Por la mañana cogía el pan —apenas Antonia subía las raciones de la panadería— y me lo comía entero, tan caliente y apetitoso estaba. Por las noches, no cenaba, a no ser que la madre de Ena insistiese en que me quedase en su casa alguna vez. Yo había tomado la costumbre de ir a estudiar con Ena muchas tardes y la familia empezaba a considerarme como cosa suya.
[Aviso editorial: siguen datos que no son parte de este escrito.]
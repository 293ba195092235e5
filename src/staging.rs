//! Per-cycle local scratch space.
//!
//! Every file a cycle creates — the spooled batch, the tabular file, the
//! compressed chunk — is registered with the [`StagingArea`] and removed
//! when the guard drops, on success and failure alike. This replaces
//! best-effort cleanup blocks with scoped-resource acquisition: no exit
//! path can leak intermediates across cycles.

use std::fs::{self, File};
use std::io::{self, BufWriter, Write};
use std::path::{Path, PathBuf};
use tracing::{debug, warn};

use crate::feed::FeedEvent;

/// Scratch directory guard for one ingestion cycle.
pub struct StagingArea {
    dir: PathBuf,
    files: Vec<PathBuf>,
}

impl StagingArea {
    /// Create the staging directory if it does not exist yet.
    pub fn create(dir: impl Into<PathBuf>) -> io::Result<Self> {
        let dir = dir.into();
        fs::create_dir_all(&dir)?;
        Ok(Self {
            dir,
            files: Vec::new(),
        })
    }

    /// Register a file for cleanup and return its full path. The file need
    /// not exist yet; missing files are skipped at cleanup.
    pub fn register(&mut self, name: &str) -> PathBuf {
        let path = self.dir.join(name);
        self.files.push(path.clone());
        path
    }

    /// Open the spool for the accumulating batch.
    pub fn spool(&mut self) -> io::Result<BatchSpool> {
        BatchSpool::create(self.register("batch.ndjson"))
    }
}

impl Drop for StagingArea {
    fn drop(&mut self) {
        for path in &self.files {
            match fs::remove_file(path) {
                Ok(()) => debug!("Removed staging file {}", path.display()),
                Err(e) if e.kind() == io::ErrorKind::NotFound => {}
                Err(e) => warn!("Failed to remove staging file {}: {}", path.display(), e),
            }
        }
    }
}

/// Durable spool for a batch under accumulation: one raw JSON line per
/// event, flushed as it is written, so a crash after consumption leaves
/// the received events on disk rather than only in memory.
pub struct BatchSpool {
    writer: BufWriter<File>,
    path: PathBuf,
}

impl BatchSpool {
    fn create(path: PathBuf) -> io::Result<Self> {
        let writer = BufWriter::new(File::create(&path)?);
        Ok(Self { writer, path })
    }

    /// Append one event to the spool.
    pub fn append(&mut self, event: &FeedEvent) -> io::Result<()> {
        self.writer.write_all(event.raw().as_bytes())?;
        self.writer.write_all(b"\n")?;
        self.writer.flush()
    }

    pub fn path(&self) -> &Path {
        &self.path
    }
}
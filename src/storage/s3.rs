//! S3 storage backend implementation.

use object_store::aws::AmazonS3Builder;
use object_store::path::Path;
use object_store::{ObjectStore, RetryConfig};
use snafu::prelude::*;
use std::collections::HashMap;
use std::sync::Arc;

use crate::error::{S3ConfigSnafu, StorageError};

use super::{BackendConfig, StorageProvider};

/// S3 storage configuration.
#[derive(Debug, Clone, PartialEq, Eq)]
pub struct S3Config {
    pub endpoint: Option<String>,
    pub region: Option<String>,
    pub bucket: String,
    pub key: Option<Path>,
}

impl StorageProvider {
    pub(super) async fn construct_s3(
        config: S3Config,
        options: HashMap<String, String>,
    ) -> Result<Self, StorageError> {
        let mut builder = AmazonS3Builder::from_env()
            .with_bucket_name(&config.bucket)
            .with_retry(RetryConfig::default());

        for (key, value) in &options {
            builder = builder.with_config(key.parse().context(S3ConfigSnafu)?, value.clone());
        }

        if let Some(region) = &config.region {
            builder = builder.with_region(region);
        }

        if let Some(endpoint) = &config.endpoint {
            builder = builder
                .with_endpoint(endpoint)
                .with_virtual_hosted_style_request(false)
                .with_allow_http(true);
        }

        let mut canonical_url = match (&config.region, &config.endpoint) {
            (_, Some(endpoint)) => format!("s3::{}/{}", endpoint, config.bucket),
            (Some(region), _) => format!("https://s3.{}.amazonaws.com/{}", region, config.bucket),
            _ => format!("https://s3.amazonaws.com/{}", config.bucket),
        };

        if let Some(key) = &config.key {
            canonical_url = format!("{canonical_url}/{key}");
        }

        let object_store: Arc<dyn ObjectStore> = Arc::new(builder.build().context(S3ConfigSnafu)?);

        Ok(Self {
            config: BackendConfig::S3(config),
            object_store,
            canonical_url,
            storage_options: options,
        })
    }
}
Pensé que realmente estaba comenzando para mí un nuevo renacer, que era aquélla la época más feliz de mi vida, ya que nunca había tenido una amiga con quien me compenetrara tanto, ni esta magnífica independencia de que disfrutaba. Los últimos días del mes los pasé alimentándome exclusivamente del panecillo de racionamiento que devoraba por las mañanas —por esta época fue cuando me cogió Antonia bebiendo el agua de hervir la verdura—, pero empezaba a acostumbrarme y la prueba es que en cuanto recibí mi paga del mes de marzo la gasté exactamente igual. Me acuerdo que sentía un hambre extraordinaria cuando tuve el nuevo dinero en mis manos, que era una sensación punzante y deliciosa pensar que podría satisfacerla enseguida. Más que cualquier clase de alimento, deseaba dulces. Compré una bandeja y me fui a un cine caro. Tenía tal impaciencia que antes de que se apagara la luz corté un trocito de papel para comer un poco de crema, aunque miraba de reojo a todo el mundo poseída de vergüenza. En cuanto se iluminó la pantalla y quedó la sala en penumbra, yo abrí el paquete y fui tragando los dulces uno a uno. Hasta entonces no había sospechado que la comida pudiera ser algo tan bueno, tan extraordinario... Cuando se volvió a encender la luz no quedaba nada en la bandeja. Vi que una señora, a mi lado, me miraba de soslayo y cuchicheaba con su compañero. Los dos se reían.